We admit we are self-preservation focused, and the answer to this question eventually probably does not change much on what we do. Maybe just some more attention to suffering risks rather than death.
I wonder what people’s thoughts are on this, as I was a bit caught off guard for this question.
(I also encourage professional conversations that are focused on the topic/question itself.)
It doesn’t seem to me that, unless we’re putting humanity’s self-interest in conflict with some other hypothetical alien civilization, that the rest of existence has an opinion on humanity’s continued existence. The universe, insofar as we know, is pretty indifferent to the state it’s in, and the only frame of reference we have in terms of values to decide whether or not humanity should continue is… well, humanity’s own myriad value systems, which, unless fully misanthropic, generally have a group of humans, or humanity overall’s continued prosperity as a good as a fundamental of the value system.
I am not sure if that is a good reasoning, though I am also looking for reasoning/justification. The reasoning here seems to say—animals cannot talk our languages, and so it is okay to assume they do not want to survive (this is assuming the existence of humans naturally has conflict with the other specifies).

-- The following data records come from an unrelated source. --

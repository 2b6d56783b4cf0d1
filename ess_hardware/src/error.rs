use thiserror::Error;

#[derive(Debug, Error)]
pub enum HwError {
    #[error("cannot resolve {0}")]
    Resolve(String),
    #[error("connect to {addr} failed: {source}")]
    Connect {
        addr: String,
        #[source]
        source: std::io::Error,
    },
    #[error("modbus timeout")]
    Timeout,
    #[error("modbus exception: {0}")]
    Exception(String),
    #[error("io: {0}")]
    Io(#[from] std::io::Error),
    #[error("simulated fault: {0}")]
    Simulated(&'static str),
}

impl HwError {
    /// Classify an I/O error coming back from the Modbus client.
    pub fn from_io(e: std::io::Error) -> Self {
        use std::io::ErrorKind;
        match e.kind() {
            ErrorKind::TimedOut | ErrorKind::WouldBlock => Self::Timeout,
            _ if e.to_string().to_lowercase().contains("exception") => {
                Self::Exception(e.to_string())
            }
            _ => Self::Io(e),
        }
    }
}

pub type Result<T> = std::result::Result<T, HwError>;
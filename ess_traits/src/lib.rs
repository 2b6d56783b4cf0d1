pub mod clock;

pub use clock::{Clock, MonotonicClock};

#[cfg(any(test, feature = "testing"))]
pub use clock::manual::ManualClock;

/// Error type crossing the link boundary; the core maps it to a typed `LinkError`.
pub type BoxError = Box<dyn std::error::Error + Send + Sync>;

/// Blocking access to integer holding registers on a field-bus device.
///
/// Each call is bounded by the timeout the implementation was built with and
/// may fail for any transport, timeout, or device reason.
pub trait RegisterLink {
    fn read_registers(&mut self, unit: u8, address: u16, count: u16)
    -> Result<Vec<u16>, BoxError>;

    fn write_register(&mut self, unit: u8, address: u16, value: u16) -> Result<(), BoxError>;
}

impl<L: RegisterLink + ?Sized> RegisterLink for Box<L> {
    fn read_registers(
        &mut self,
        unit: u8,
        address: u16,
        count: u16,
    ) -> Result<Vec<u16>, BoxError> {
        (**self).read_registers(unit, address, count)
    }

    fn write_register(&mut self, unit: u8, address: u16, value: u16) -> Result<(), BoxError> {
        (**self).write_register(unit, address, value)
    }
}
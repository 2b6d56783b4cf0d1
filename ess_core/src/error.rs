use thiserror::Error;

/// Failure of a single register read or write. Always recoverable: the loop
/// retries on the next poll cycle.
#[derive(Debug, Error, Clone, PartialEq, Eq)]
pub enum LinkError {
    #[error("link timeout")]
    Timeout,
    #[error("transport error: {0}")]
    Transport(String),
    #[error("device exception: {0}")]
    Exception(String),
    #[error("short read at register {address}: wanted {wanted}, got {got}")]
    ShortRead {
        address: u16,
        wanted: u16,
        got: usize,
    },
}

#[derive(Debug, Error, Clone)]
pub enum BuildError {
    #[error("missing register link")]
    MissingLink,
    #[error("invalid config: {0}")]
    InvalidConfig(&'static str),
}

pub type Result<T> = eyre::Result<T>;
pub use eyre::Report;
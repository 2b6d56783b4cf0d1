use std::sync::Arc;

use ess_hardware::error::HwError;
use ess_hardware::{SimLayout, SimParams, SimulatedLink};
use ess_traits::{ManualClock, RegisterLink};
use rstest::rstest;

fn layout(divisor: f64) -> SimLayout {
    SimLayout {
        read_unit: 100,
        enable: 806,
        soc: 843,
        load_base: 817,
        pv: vec![811, 812],
        soc_divisor: divisor,
        mode_unit: 227,
        mode: 33,
        output_unit: 100,
        output: 2902,
    }
}

#[rstest]
#[case(1.0, 45)]
#[case(10.0, 450)]
fn soc_register_is_scaled(#[case] divisor: f64, #[case] raw: u16) {
    let mut link = SimulatedLink::new(
        layout(divisor),
        SimParams::default(),
        Arc::new(ManualClock::new()),
    );
    assert_eq!(link.read_registers(100, 843, 1).unwrap(), vec![raw]);
}

#[test]
fn load_span_sums_to_base_load() {
    let mut link = SimulatedLink::new(
        layout(1.0),
        SimParams::default(),
        Arc::new(ManualClock::new()),
    );
    let phases = link.read_registers(100, 817, 3).unwrap();
    assert_eq!(phases.iter().map(|v| u32::from(*v)).sum::<u32>(), 450);
}

#[test]
fn charger_only_stores_daytime_surplus() {
    let clock = ManualClock::new();
    let params = SimParams {
        start_phase: 0.5,
        ..SimParams::default()
    };
    let mut link = SimulatedLink::new(layout(1.0), params, Arc::new(clock.clone()));
    link.write_register(227, 33, 1).unwrap();
    clock.advance_secs(60.0);
    link.read_registers(100, 806, 1).unwrap();
    assert!(link.soc() > 45.0);
}

#[test]
fn periodic_read_failures_are_timeouts() {
    let params = SimParams {
        fail_every: 3,
        ..SimParams::default()
    };
    let mut link = SimulatedLink::new(layout(1.0), params, Arc::new(ManualClock::new()));
    assert!(link.read_registers(100, 806, 1).is_ok());
    assert!(link.read_registers(100, 806, 1).is_ok());
    let err = link.read_registers(100, 806, 1).unwrap_err();
    assert!(matches!(err.downcast_ref::<HwError>(), Some(HwError::Timeout)));
}

#[test]
fn disabled_flag_reads_zero() {
    let mut link = SimulatedLink::new(
        layout(1.0),
        SimParams::default(),
        Arc::new(ManualClock::new()),
    );
    link.set_enabled(false);
    assert_eq!(link.read_registers(100, 806, 1).unwrap(), vec![0]);
}
//! Human-readable error descriptions and structured JSON error formatting.

use std::fmt;

/// Context marker attached to every configuration failure; selects exit code 2.
#[derive(Debug, Clone, Copy)]
pub struct InvalidConfiguration;

impl fmt::Display for InvalidConfiguration {
    fn fmt(&self, f: &mut fmt::Formatter<'_>) -> fmt::Result {
        f.write_str("invalid configuration")
    }
}

fn root_message(err: &eyre::Report) -> String {
    err.chain()
        .map(ToString::to_string)
        .collect::<Vec<_>>()
        .join(": ")
}

/// Map an eyre::Report to a human-readable explanation with likely causes and fix hints.
pub fn humanize(err: &eyre::Report) -> String {
    use ess_core::error::{BuildError, LinkError};
    use ess_hardware::error::HwError;

    let detail = root_message(err);

    if err.downcast_ref::<InvalidConfiguration>().is_some() {
        return format!(
            "What happened: {detail}.\nLikely causes: A value in the config file, the .env file or the environment is missing, malformed or out of range.\nHow to fix: Correct the named key, then run `ess check` to verify."
        );
    }

    if let Some(be) = err.downcast_ref::<BuildError>() {
        return match be {
            BuildError::MissingLink => {
                "What happened: No register link was provided to the control loop.\nLikely causes: The Modbus or simulated link failed to initialize.\nHow to fix: Check the link settings or run with --sim.".to_string()
            }
            BuildError::InvalidConfig(msg) => format!(
                "What happened: Invalid runtime configuration ({msg}).\nLikely causes: Out-of-range values after unit conversion.\nHow to fix: Adjust the configuration and rerun `ess check`."
            ),
        };
    }

    if let Some(le) = err.downcast_ref::<LinkError>() {
        return match le {
            LinkError::Timeout => "What happened: The GX device did not answer in time.\nLikely causes: Wrong VENUS_IP/VENUS_PORT, Modbus/TCP disabled on the GX, or a network problem.\nHow to fix: Enable Modbus/TCP in the GX settings, verify the address, or raise MODBUS_TIMEOUT_S.".to_string(),
            LinkError::Exception(msg) => format!(
                "What happened: The device rejected the request ({msg}).\nLikely causes: Wrong unit id or register address, or ADDR_OFFSET set when it should not be.\nHow to fix: Check READ_UNIT_ID/MODE_UNIT_ID/ESS_UNIT_ID and the REG_* values against the GX register list."
            ),
            other => format!(
                "What happened: Link failure ({other}).\nLikely causes: Network interruption or device restart.\nHow to fix: Check connectivity to the GX device and rerun."
            ),
        };
    }

    if let Some(HwError::Resolve(addr) | HwError::Connect { addr, .. }) = err.downcast_ref::<HwError>()
    {
        return format!(
            "What happened: Could not reach {addr}.\nLikely causes: Wrong host/port or the GX device is offline.\nHow to fix: Verify VENUS_IP and VENUS_PORT."
        );
    }

    let lower = detail.to_ascii_lowercase();
    if lower.contains("modbus support") {
        return format!(
            "What happened: {detail}.\nLikely causes: The binary was built without the `modbus` feature.\nHow to fix: Rebuild with default features or pass --sim."
        );
    }

    format!(
        "Something went wrong: {detail}\nHow to fix: Re-run with --log-level=debug for details."
    )
}

/// Stable exit codes: 2 for configuration errors, 1 for anything else.
pub fn exit_code_for_error(err: &eyre::Report) -> u8 {
    if err.downcast_ref::<InvalidConfiguration>().is_some() {
        return 2;
    }
    1
}

fn reason_name(err: &eyre::Report) -> &'static str {
    use ess_core::error::{BuildError, LinkError};
    if err.downcast_ref::<InvalidConfiguration>().is_some() {
        "InvalidConfiguration"
    } else if err.downcast_ref::<BuildError>().is_some() {
        "Build"
    } else if err.downcast_ref::<LinkError>().is_some() {
        "Link"
    } else {
        "Error"
    }
}

/// Structured JSON for errors when --json is enabled.
pub fn format_error_json(err: &eyre::Report) -> String {
    use serde_json::json;
    json!({
        "reason": reason_name(err),
        "error": root_message(err),
        "message": humanize(err),
    })
    .to_string()
}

The reasoning I think I am trying to accept is that by nature it seems we want to self-preserve, and maybe unfortunately many altruism we want to do have non-altruism roots, which maybe be fine/unavoidable. Maybe it would be good to also consider the earth as a whole/expanding moral circles (when we can), and less exhibiting human arrogance. Execution wise, this may be super hard, but I think “thinking” wise, there is value in recognizing this aspect.
Well, why want anything? Why not just be dead? Peace of mind guaranteed for ever.
This sounds individually (which is still an option), but the question is about collectively.
The question is zooming out from the humanity itself, and view from out-of-human kind of angle. I think it is an interesting angle, and remind ourselves that many things we do, may not be as altruistic as we thought.
Also, I think maybe that would mean suffering risks would need more attention.
Ultimately, my answer to this might be—morally humans do not need to last forever, but we are self preservation focused, and that is okay to pursue and practice altruism whenever we can either individually or collectively; but when there is conflict against our preservation, how to pursue this “without significantly harming others” is tricky,
None of us would last very long without the rest.
Sounds like the viewpoint of the dead.
What’s altruistic about wanting humanity to survive and flourish? Why would it be? The more humanity flourishes, the more the individuals that make up humanity do. That is what humanity flourishing is.
ETA: The flourishing will be unevenly distributed, as of old.
I don’t think that is only the viewpoint of the dead (it also seems very individually focused/personal rather than collective specifies experiment/exploration focused). This is about thinking critically and from different perspectives for truth finding, which is related to definition of rationality on lesswrong (the process of seeking truth).
I am operating on the assumption that many of us seek true altruism on this platform. I could move this to the effective altruism platform.